Exercise
Transcribe the records in full, keeping every word exactly as given.

Given records
---+---

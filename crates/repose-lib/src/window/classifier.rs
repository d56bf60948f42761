use crate::config::ClassifierConfig;
use serde::{Deserialize, Serialize};

#[derive(Debug, Clone, Copy, PartialEq, Eq, Hash, Serialize, Deserialize)]
#[serde(rename_all = "snake_case")]
pub enum WindowClassification {
    OrganizedRecovery,
    FlexibleUnconsolidated,
    HighVariability,
    Insufficient,
}

impl WindowClassification {
    pub fn is_organized(self) -> bool {
        self == WindowClassification::OrganizedRecovery
    }
}

/// Label a window from its clean-beat count, DFA α1, LF/HF and HR variability.
pub fn classify_window(
    clean_beats: usize,
    alpha1: Option<f64>,
    lf_hf: Option<f64>,
    hr_cv: f64,
    cfg: &ClassifierConfig,
) -> WindowClassification {
    if clean_beats < cfg.min_clean_beats {
        return WindowClassification::Insufficient;
    }
    let stable_hr = hr_cv < cfg.hr_cv_threshold;
    let Some(alpha1) = alpha1 else {
        return if stable_hr {
            WindowClassification::OrganizedRecovery
        } else {
            WindowClassification::HighVariability
        };
    };
    let [organized_low, organized_high] = cfg.organized_alpha1;
    if (organized_low..=organized_high).contains(&alpha1) {
        let vagal = lf_hf.is_some_and(|ratio| ratio <= cfg.max_lf_hf);
        if vagal || stable_hr {
            WindowClassification::OrganizedRecovery
        } else {
            WindowClassification::FlexibleUnconsolidated
        }
    } else if (cfg.flexible_alpha1_min..organized_low).contains(&alpha1) {
        WindowClassification::FlexibleUnconsolidated
    } else {
        WindowClassification::HighVariability
    }
}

---+---

Task result
filename crates/repose-lib/src/window/classifier.rs
repository d56bf60948f42761
use crate::config::ClassifierConfig;
use serde::{Deserialize, Serialize};

#[derive(Debug, Clone, Copy, PartialEq, Eq, Hash, Serialize, Deserialize)]
#[serde(rename_all = "snake_case")]
pub enum WindowClassification {
    OrganizedRecovery,
    FlexibleUnconsolidated,
    HighVariability,
    Insufficient,
}

impl WindowClassification {
    pub fn is_organized(self) -> bool {
        self == WindowClassification::OrganizedRecovery
    }
}

/// Label a window from its clean-beat count, DFA α1, LF/HF and HR variability.
pub fn classify_window(
    clean_beats: usize,
    alpha1: Option<f64>,
    lf_hf: Option<f64>,
    hr_cv: f64,
    cfg: &ClassifierConfig,
) -> WindowClassification {
    if clean_beats < cfg.min_clean_beats {
        return WindowClassification::Insufficient;
    }
    let stable_hr = hr_cv < cfg.hr_cv_threshold;
    let Some(alpha1) = alpha1 else {
        return if stable_hr {
            WindowClassification::OrganizedRecovery
        } else {
            WindowClassification::HighVariability
        };
    };
    let [organized_low, organized_high] = cfg.organized_alpha1;
    if (organized_low..=organized_high).contains(&alpha1) {
        let vagal = lf_hf.is_some_and(|ratio| ratio <= cfg.max_lf_hf);
        if vagal || stable_hr {
            WindowClassification::OrganizedRecovery
        } else {
            WindowClassification::FlexibleUnconsolidated
        }
    } else if (cfg.flexible_alpha1_min..organized_low).contains(&alpha1) {
        WindowClassification::FlexibleUnconsolidated
    } else {
        WindowClassification::HighVariability
    }
}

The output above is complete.